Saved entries
*** Begin section ***
use anomaly_rs::config::{AppConfig, ConfigLoader};
use anomaly_rs::interfaces::{
    InMemoryEntityRegistry, JsonFilePersistence, JsonLinesDataSource, LogAlertSink,
    ModelPersistence, NoopPersistence,
};
use anomaly_rs::logging::{init_logging, LogConfig};
use anomaly_rs::model::{EntityId, MetricName};
use anomaly_rs::scheduler::{Clock, ManualClock, SystemClock, TrainingScope};
use anomaly_rs::AnomalyEngine;
use anyhow::{bail, Context, Result};
use chrono::{DateTime, Utc};
use clap::{Args, Parser, Subcommand};
use std::path::PathBuf;
use std::sync::Arc;
use tracing::info;

#[derive(Parser)]
#[command(name = "anomaly-rs")]
#[command(author, version, about = "Per-entity anomaly detection and forecasting engine")]
#[command(propagate_version = true)]
struct Cli {
    /// Path to configuration file
    #[arg(short, long, global = true, env = "ANOMALY_CONFIG")]
    config: Option<String>,

    /// Override the log level
    #[arg(short, long, global = true)]
    log_level: Option<String>,

    #[command(subcommand)]
    command: Commands,
}

#[derive(Args)]
struct DataArgs {
    /// JSON Lines file of metric records
    #[arg(short, long)]
    data: PathBuf,

    /// Entities to monitor (default: every entity found in the data file)
    #[arg(short, long, value_delimiter = ',')]
    entities: Vec<String>,

    /// Evaluate as of this RFC 3339 timestamp instead of the system clock
    #[arg(long)]
    as_of: Option<DateTime<Utc>>,
}

#[derive(Subcommand)]
enum Commands {
    /// Run the training scheduler and detection loop until interrupted
    Run {
        #[command(flatten)]
        data: DataArgs,

        /// Load persisted models before the first cycle
        #[arg(long)]
        warm_start: bool,
    },

    /// Train models once and print the training report
    Train {
        #[command(flatten)]
        data: DataArgs,

        /// Train a single entity only
        #[arg(long)]
        entity: Option<String>,
    },

    /// Train an entity and print a forecast for one metric
    Forecast {
        #[command(flatten)]
        data: DataArgs,

        /// Entity to forecast
        entity: String,

        /// Metric to forecast
        metric: String,

        /// Number of forecast steps
        #[arg(long)]
        horizon: Option<usize>,
    },

    /// Generate a sample configuration file
    GenerateConfig {
        /// Output path (default: stdout)
        #[arg(short, long)]
        output: Option<PathBuf>,
    },
}

#[tokio::main]
async fn main() -> Result<()> {
    let cli = Cli::parse();

    if let Commands::GenerateConfig { output } = &cli.command {
        let sample = AppConfig::sample_toml()?;
        match output {
            Some(path) => std::fs::write(path, sample)
                .with_context(|| format!("failed to write {}", path.display()))?,
            None => print!("{}", sample),
        }
        return Ok(());
    }

    let app_config = ConfigLoader::new()
        .load_from_file(cli.config.as_deref())
        .load_from_env()
        .build()
        .context("failed to load configuration")?;

    let mut log_config = LogConfig::from_logging_config(&app_config.logging);
    if let Some(level) = &cli.log_level {
        log_config = log_config.with_level(level.clone());
    }
    let _guard = init_logging(&log_config)?;

    match cli.command {
        Commands::Run { data, warm_start } => run(app_config, data, warm_start).await,
        Commands::Train { data, entity } => train(app_config, data, entity).await,
        Commands::Forecast {
            data,
            entity,
            metric,
            horizon,
        } => forecast(app_config, data, entity, metric, horizon).await,
        Commands::GenerateConfig { .. } => Ok(()),
    }
}

async fn build_engine(config: &AppConfig, data: &DataArgs) -> Result<AnomalyEngine> {
    let source = Arc::new(JsonLinesDataSource::new(
        &data.data,
        config.engine.ingestion.unknown_fields,
    ));

    let entities: Vec<EntityId> = if data.entities.is_empty() {
        source
            .entities()
            .await
            .with_context(|| format!("failed to read {}", data.data.display()))?
    } else {
        data.entities.iter().map(EntityId::new).collect()
    };
    if entities.is_empty() {
        bail!("no entities to monitor in {}", data.data.display());
    }

    let persistence: Arc<dyn ModelPersistence> = match &config.engine.persistence_dir {
        Some(dir) => Arc::new(JsonFilePersistence::new(dir)),
        None => Arc::new(NoopPersistence),
    };
    let clock: Arc<dyn Clock> = match data.as_of {
        Some(as_of) => Arc::new(ManualClock::new(as_of)),
        None => Arc::new(SystemClock),
    };

    let engine = AnomalyEngine::builder(config.engine.clone())
        .data_source(source)
        .registry(Arc::new(InMemoryEntityRegistry::new(entities)))
        .sink(Arc::new(LogAlertSink))
        .persistence(persistence)
        .clock(clock)
        .build()
        .context("invalid engine configuration")?;
    Ok(engine)
}

async fn run(config: AppConfig, data: DataArgs, warm_start: bool) -> Result<()> {
    let engine = build_engine(&config, &data).await?;
    if warm_start {
        engine.warm_start().await?;
    }

    let handle = engine.start();
    info!("Engine running, press Ctrl+C to stop");
    tokio::signal::ctrl_c()
        .await
        .context("failed to listen for shutdown signal")?;
    handle.shutdown().await;
    Ok(())
}

async fn train(config: AppConfig, data: DataArgs, entity: Option<String>) -> Result<()> {
    let engine = build_engine(&config, &data).await?;
    let scope = match entity {
        Some(id) => TrainingScope::Entity(EntityId::new(id)),
        None => TrainingScope::All,
    };

    let outcome = engine.train_now(scope).await?;
    let report = outcome
        .report()
        .context("training request was dropped")?;
    println!("{}", serde_json::to_string_pretty(report)?);
    println!("{}", serde_json::to_string_pretty(&engine.model_stats().await)?);
    Ok(())
}

async fn forecast(
    config: AppConfig,
    data: DataArgs,
    entity: String,
    metric: String,
    horizon: Option<usize>,
) -> Result<()> {
    let engine = build_engine(&config, &data).await?;
    let entity_id = EntityId::new(entity);
    let metric = MetricName::new(metric);

    engine
        .train_now(TrainingScope::Entity(entity_id.clone()))
        .await?;
    let forecast = engine
        .forecast(&entity_id, &metric, horizon)
        .await
        .with_context(|| format!("no forecast available for {}/{}", entity_id, metric))?;
    println!("{}", serde_json::to_string_pretty(&forecast)?);
    Ok(())
}
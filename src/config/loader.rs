use super::types::AppConfig;
use crate::error::{Error, Result};
use config::{Config, Environment, File};
use std::path::Path;

/// Configuration loader with builder pattern
///
/// 優先順位: デフォルト値 → 設定ファイル → 環境変数 (`ANOMALY_ENGINE__DETECTION__EMISSION_CUTOFF=0.7`)
pub struct ConfigLoader {
    config_file: Option<String>,
    load_env: bool,
}

impl ConfigLoader {
    /// Create a new configuration loader
    pub fn new() -> Self {
        Self {
            config_file: None,
            load_env: false,
        }
    }

    /// Load configuration from file
    pub fn load_from_file(mut self, path: Option<&str>) -> Self {
        self.config_file = path.map(String::from);
        self
    }

    /// Load configuration from environment variables
    pub fn load_from_env(mut self) -> Self {
        self.load_env = true;
        self
    }

    /// Build and validate the final configuration
    pub fn build(self) -> Result<AppConfig> {
        let mut builder = Config::builder().add_source(Config::try_from(&AppConfig::default())?);

        if let Some(config_path) = &self.config_file {
            if !Path::new(config_path).exists() {
                return Err(Error::Configuration(format!(
                    "config file not found: {}",
                    config_path
                )));
            }
            builder = builder.add_source(File::with_name(config_path));
        } else {
            // 標準の場所を試行
            builder = builder
                .add_source(File::with_name("anomaly-rs").required(false))
                .add_source(File::with_name("config/anomaly-rs").required(false));
        }

        if self.load_env {
            builder = builder.add_source(
                Environment::with_prefix("ANOMALY")
                    .prefix_separator("_")
                    .separator("__")
                    .try_parsing(true),
            );
        }

        let config: AppConfig = builder.build()?.try_deserialize()?;
        config.engine.validate()?;

        Ok(config)
    }
}

impl Default for ConfigLoader {
    fn default() -> Self {
        Self::new()
    }
}

impl AppConfig {
    /// サンプル設定ファイルの内容を生成
    pub fn sample_toml() -> Result<String> {
        let toml_content = toml::to_string_pretty(&AppConfig::default())
            .map_err(|e| Error::Configuration(e.to_string()))?;

        Ok(format!(
            r#"# anomaly-rs configuration
#
# anomaly-rs.toml として保存してください
# 環境変数での上書きも可能です (例: ANOMALY_ENGINE__SCHEDULER__DETECTION_INTERVAL_SECS=60)

{}"#,
            toml_content
        ))
    }
}
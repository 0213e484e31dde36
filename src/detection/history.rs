//! Score History
//!
//! ダッシュボード向けに、発報有無に関わらず全スコアを保持する（キーごとに上限あり）

use super::scorer::ScoreOutcome;
use crate::model::{EntityId, ModelKey};
use std::collections::{HashMap, VecDeque};
use tokio::sync::RwLock;

/// スコア履歴
pub struct ScoreHistory {
    capacity: usize,
    entries: RwLock<HashMap<ModelKey, VecDeque<ScoreOutcome>>>,
}

impl ScoreHistory {
    pub fn new(capacity: usize) -> Self {
        Self {
            capacity: capacity.max(1),
            entries: RwLock::new(HashMap::new()),
        }
    }

    /// スコアを記録（古いものから破棄）
    pub async fn record(&self, outcome: ScoreOutcome) {
        let mut entries = self.entries.write().await;
        let history = entries.entry(outcome.key.clone()).or_default();
        if history.len() >= self.capacity {
            history.pop_front();
        }
        history.push_back(outcome);
    }

    /// 直近 `limit` 件（新しい順）
    pub async fn recent(&self, key: &ModelKey, limit: usize) -> Vec<ScoreOutcome> {
        self.entries
            .read()
            .await
            .get(key)
            .map(|h| h.iter().rev().take(limit).cloned().collect())
            .unwrap_or_default()
    }

    /// エンティティの履歴を削除
    pub async fn remove_entity(&self, entity_id: &EntityId) {
        self.entries
            .write()
            .await
            .retain(|key, _| &key.entity_id != entity_id);
    }

    pub async fn clear(&self) {
        self.entries.write().await.clear();
    }

    /// 記録されているキー数
    pub async fn len(&self) -> usize {
        self.entries.read().await.len()
    }

    pub async fn is_empty(&self) -> bool {
        self.entries.read().await.is_empty()
    }
}
//! Alert Sinks

use super::AlertSink;
use crate::detection::{AnomalyEvent, Severity};
use async_trait::async_trait;
use tokio::sync::broadcast;
use tracing::{info, warn};

/// tracing へ出力する通知先
#[derive(Debug, Default, Clone, Copy)]
pub struct LogAlertSink;

#[async_trait]
impl AlertSink for LogAlertSink {
    async fn publish(&self, event: AnomalyEvent) {
        match event.severity {
            Severity::Critical | Severity::High => warn!(
                event_id = %event.id,
                entity = %event.entity_id,
                metric = %event.metric_label(),
                severity = %event.severity,
                score = event.anomaly_score,
                method = ?event.method,
                "Anomaly detected"
            ),
            Severity::Medium => info!(
                event_id = %event.id,
                entity = %event.entity_id,
                metric = %event.metric_label(),
                severity = %event.severity,
                score = event.anomaly_score,
                method = ?event.method,
                "Anomaly detected"
            ),
        }
    }
}

/// 購読者へブロードキャストする通知先
///
/// 購読者がいない場合や遅れた購読者の取りこぼしは通知先側の責務として扱う。
#[derive(Debug, Clone)]
pub struct BroadcastAlertSink {
    sender: broadcast::Sender<AnomalyEvent>,
}

impl BroadcastAlertSink {
    pub fn new(capacity: usize) -> Self {
        let (sender, _) = broadcast::channel(capacity.max(1));
        Self { sender }
    }

    /// イベントストリームを購読
    pub fn subscribe(&self) -> broadcast::Receiver<AnomalyEvent> {
        self.sender.subscribe()
    }

    pub fn receiver_count(&self) -> usize {
        self.sender.receiver_count()
    }
}

#[async_trait]
impl AlertSink for BroadcastAlertSink {
    async fn publish(&self, event: AnomalyEvent) {
        // 購読者なしは正常
        let _ = self.sender.send(event);
    }
}

#[cfg(test)]
mod tests {
    use super::*;
    use crate::detection::{AnomalySubject, DetectionMethod, ExpectedRange};
    use chrono::Utc;

    fn event() -> AnomalyEvent {
        AnomalyEvent::new(
            "web-1".into(),
            AnomalySubject::Metric {
                metric: "cpu_usage".into(),
                value: 97.0,
            },
            1.0,
            Severity::Critical,
            ExpectedRange {
                min: 20.0,
                max: 80.0,
            },
            DetectionMethod::Statistical,
            Utc::now(),
        )
    }

    #[tokio::test]
    async fn test_broadcast_sink_delivers_to_subscribers() {
        let sink = BroadcastAlertSink::new(16);
        let mut rx = sink.subscribe();
        assert_eq!(sink.receiver_count(), 1);

        let sent = event();
        sink.publish(sent.clone()).await;
        let received = rx.recv().await.unwrap();
        assert_eq!(received.id, sent.id);
    }

    #[tokio::test]
    async fn test_broadcast_sink_without_subscribers() {
        let sink = BroadcastAlertSink::new(1);
        sink.publish(event()).await;
        assert_eq!(sink.receiver_count(), 0);
    }

    #[tokio::test]
    async fn test_log_sink_does_not_panic() {
        LogAlertSink.publish(event()).await;
    }
}
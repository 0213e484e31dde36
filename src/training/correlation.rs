//! Correlation Model Trainer
//!
//! メトリクスペア間のピアソン相関係数を学習

use crate::model::{
    CorrelationProfile, EntityId, MetricName, MetricPair, MetricWindow, PairCorrelation,
};
use chrono::{DateTime, Utc};
use std::collections::{BTreeMap, HashMap};
use tracing::debug;

/// 相関モデル学習器
#[derive(Debug, Clone)]
pub struct CorrelationModelTrainer {
    min_points: usize,
}

impl CorrelationModelTrainer {
    pub fn new(min_points: usize) -> Self {
        Self { min_points }
    }

    /// 全メトリクスペアの相関プロファイルを学習
    ///
    /// 整列後のサンプル数が不足するペアは除外される。
    pub fn train(
        &self,
        entity_id: &EntityId,
        windows: &BTreeMap<MetricName, MetricWindow>,
        trained_at: DateTime<Utc>,
    ) -> CorrelationProfile {
        let metrics: Vec<&MetricName> = windows.keys().collect();
        let mut correlations = Vec::new();

        for (i, a) in metrics.iter().enumerate() {
            for b in &metrics[i + 1..] {
                let pair = MetricPair::new((*a).clone(), (*b).clone());
                let (xs, ys) = align(&windows[pair.first()], &windows[pair.second()]);

                if xs.len() < self.min_points {
                    debug!(
                        entity = %entity_id,
                        pair = %pair,
                        aligned = xs.len(),
                        "Skipping pair with too few aligned samples"
                    );
                    continue;
                }

                correlations.push(PairCorrelation {
                    coefficient: pearson(&xs, &ys),
                    sample_count: xs.len(),
                    pair,
                });
            }
        }

        CorrelationProfile::new(entity_id.clone(), correlations, trained_at)
    }
}

/// タイムスタンプで2系列を整列（欠損・非有限値は除外）
pub fn align(a: &MetricWindow, b: &MetricWindow) -> (Vec<f64>, Vec<f64>) {
    let by_time: HashMap<DateTime<Utc>, f64> = a
        .samples()
        .iter()
        .filter(|s| s.value.is_finite())
        .map(|s| (s.timestamp, s.value))
        .collect();

    b.samples()
        .iter()
        .filter(|s| s.value.is_finite())
        .filter_map(|s| by_time.get(&s.timestamp).map(|x| (*x, s.value)))
        .unzip()
}

/// ピアソン相関係数（分母がゼロの場合は0）
pub fn pearson(xs: &[f64], ys: &[f64]) -> f64 {
    let len = xs.len().min(ys.len());
    if len == 0 {
        return 0.0;
    }
    let n = len as f64;

    let (mut sum_x, mut sum_y, mut sum_xy, mut sum_x2, mut sum_y2) = (0.0, 0.0, 0.0, 0.0, 0.0);
    for (x, y) in xs.iter().zip(ys.iter()) {
        sum_x += x;
        sum_y += y;
        sum_xy += x * y;
        sum_x2 += x * x;
        sum_y2 += y * y;
    }

    let numerator = n * sum_xy - sum_x * sum_y;
    let denominator = ((n * sum_x2 - sum_x * sum_x) * (n * sum_y2 - sum_y * sum_y)).sqrt();

    if denominator == 0.0 || !denominator.is_finite() {
        return 0.0;
    }
    (numerator / denominator).clamp(-1.0, 1.0)
}
//! Clock Abstraction
//!
//! 時刻の注入（テストでは手動で進める）

use chrono::{DateTime, Duration, Utc};
use std::sync::{Arc, Mutex};

/// 現在時刻の供給元
pub trait Clock: Send + Sync {
    fn now(&self) -> DateTime<Utc>;
}

/// システム時計
#[derive(Debug, Clone, Copy, Default)]
pub struct SystemClock;

impl Clock for SystemClock {
    fn now(&self) -> DateTime<Utc> {
        Utc::now()
    }
}

/// 手動で進める時計
#[derive(Debug, Clone)]
pub struct ManualClock {
    now: Arc<Mutex<DateTime<Utc>>>,
}

impl ManualClock {
    pub fn new(start: DateTime<Utc>) -> Self {
        Self {
            now: Arc::new(Mutex::new(start)),
        }
    }

    /// 時刻を進める
    pub fn advance(&self, by: Duration) {
        let mut now = self.now.lock().unwrap_or_else(|e| e.into_inner());
        *now += by;
    }

    /// 時刻を設定
    pub fn set(&self, to: DateTime<Utc>) {
        let mut now = self.now.lock().unwrap_or_else(|e| e.into_inner());
        *now = to;
    }
}

impl Clock for ManualClock {
    fn now(&self) -> DateTime<Utc> {
        *self.now.lock().unwrap_or_else(|e| e.into_inner())
    }
}
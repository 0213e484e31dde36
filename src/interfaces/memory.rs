//! In-memory interface implementations

use super::{
    AlertSink, EntityRegistry, HistoricalDataSource, ModelPersistence, PersistedModel,
    PersistenceKey,
};
use crate::detection::AnomalyEvent;
use crate::error::Result;
use crate::model::{EntityId, MetricName, MetricSample};
use async_trait::async_trait;
use chrono::{DateTime, Utc};
use std::collections::BTreeSet;
use tokio::sync::{Mutex, RwLock};

/// メモリ上の履歴データ
#[derive(Default)]
pub struct InMemoryDataSource {
    samples: RwLock<Vec<MetricSample>>,
}

impl InMemoryDataSource {
    pub fn new() -> Self {
        Self::default()
    }

    pub fn with_samples(samples: Vec<MetricSample>) -> Self {
        Self {
            samples: RwLock::new(samples),
        }
    }

    /// サンプルを追加
    pub async fn extend(&self, samples: impl IntoIterator<Item = MetricSample>) {
        self.samples.write().await.extend(samples);
    }

    /// 全サンプル数
    pub async fn len(&self) -> usize {
        self.samples.read().await.len()
    }

    pub async fn is_empty(&self) -> bool {
        self.samples.read().await.is_empty()
    }
}

#[async_trait]
impl HistoricalDataSource for InMemoryDataSource {
    async fn fetch(
        &self,
        entity_id: &EntityId,
        metrics: &[MetricName],
        start: DateTime<Utc>,
        end: DateTime<Utc>,
    ) -> Result<Vec<MetricSample>> {
        let samples = self.samples.read().await;
        Ok(samples
            .iter()
            .filter(|s| &s.entity_id == entity_id)
            .filter(|s| metrics.is_empty() || metrics.contains(&s.metric))
            .filter(|s| s.timestamp >= start && s.timestamp <= end)
            .cloned()
            .collect())
    }
}

/// メモリ上のエンティティレジストリ
#[derive(Default)]
pub struct InMemoryEntityRegistry {
    entities: RwLock<BTreeSet<EntityId>>,
}

impl InMemoryEntityRegistry {
    pub fn new(entities: impl IntoIterator<Item = EntityId>) -> Self {
        Self {
            entities: RwLock::new(entities.into_iter().collect()),
        }
    }

    /// エンティティを登録
    pub async fn register(&self, entity_id: EntityId) -> bool {
        self.entities.write().await.insert(entity_id)
    }
}

#[async_trait]
impl EntityRegistry for InMemoryEntityRegistry {
    async fn list_active_entities(&self) -> Result<Vec<EntityId>> {
        Ok(self.entities.read().await.iter().cloned().collect())
    }

    async fn deregister(&self, entity_id: &EntityId) -> Result<()> {
        self.entities.write().await.remove(entity_id);
        Ok(())
    }
}

/// 受け取ったイベントを保持する通知先（ダッシュボード・テスト用）
#[derive(Default)]
pub struct MemoryAlertSink {
    events: Mutex<Vec<AnomalyEvent>>,
}

impl MemoryAlertSink {
    pub fn new() -> Self {
        Self::default()
    }

    /// 受信済みイベント
    pub async fn events(&self) -> Vec<AnomalyEvent> {
        self.events.lock().await.clone()
    }

    /// 受信済みイベントをクリア
    pub async fn clear(&self) {
        self.events.lock().await.clear();
    }
}

#[async_trait]
impl AlertSink for MemoryAlertSink {
    async fn publish(&self, event: AnomalyEvent) {
        self.events.lock().await.push(event);
    }
}

/// 永続化なし（コールドスタート時は常に再学習）
#[derive(Debug, Default, Clone, Copy)]
pub struct NoopPersistence;

#[async_trait]
impl ModelPersistence for NoopPersistence {
    async fn save(&self, _key: &PersistenceKey, _model: &PersistedModel) -> Result<()> {
        Ok(())
    }

    async fn load(&self, _key: &PersistenceKey) -> Result<Option<PersistedModel>> {
        Ok(None)
    }
}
*** End section ***
* _What is needed_: What is needed is an exact copy of the entries from their first line down to the line with "the log level", that line included, and nothing beyond it.

* _Answer section_:
use anomaly_rs::config::{AppConfig, ConfigLoader};
use anomaly_rs::interfaces::{
    InMemoryEntityRegistry, JsonFilePersistence, JsonLinesDataSource, LogAlertSink,
    ModelPersistence, NoopPersistence,
};
use anomaly_rs::logging::{init_logging, LogConfig};
use anomaly_rs::model::{EntityId, MetricName};
use anomaly_rs::scheduler::{Clock, ManualClock, SystemClock, TrainingScope};
use anomaly_rs::AnomalyEngine;
use anyhow::{bail, Context, Result};
use chrono::{DateTime, Utc};
use clap::{Args, Parser, Subcommand};
use std::path::PathBuf;
use std::sync::Arc;
use tracing::info;

#[derive(Parser)]
#[command(name = "anomaly-rs")]
#[command(author, version, about = "Per-entity anomaly detection and forecasting engine")]
#[command(propagate_version = true)]
struct Cli {
    /// Path to configuration file
    #[arg(short, long, global = true, env = "ANOMALY_CONFIG")]
    config: Option<String>,

    /// Override the log level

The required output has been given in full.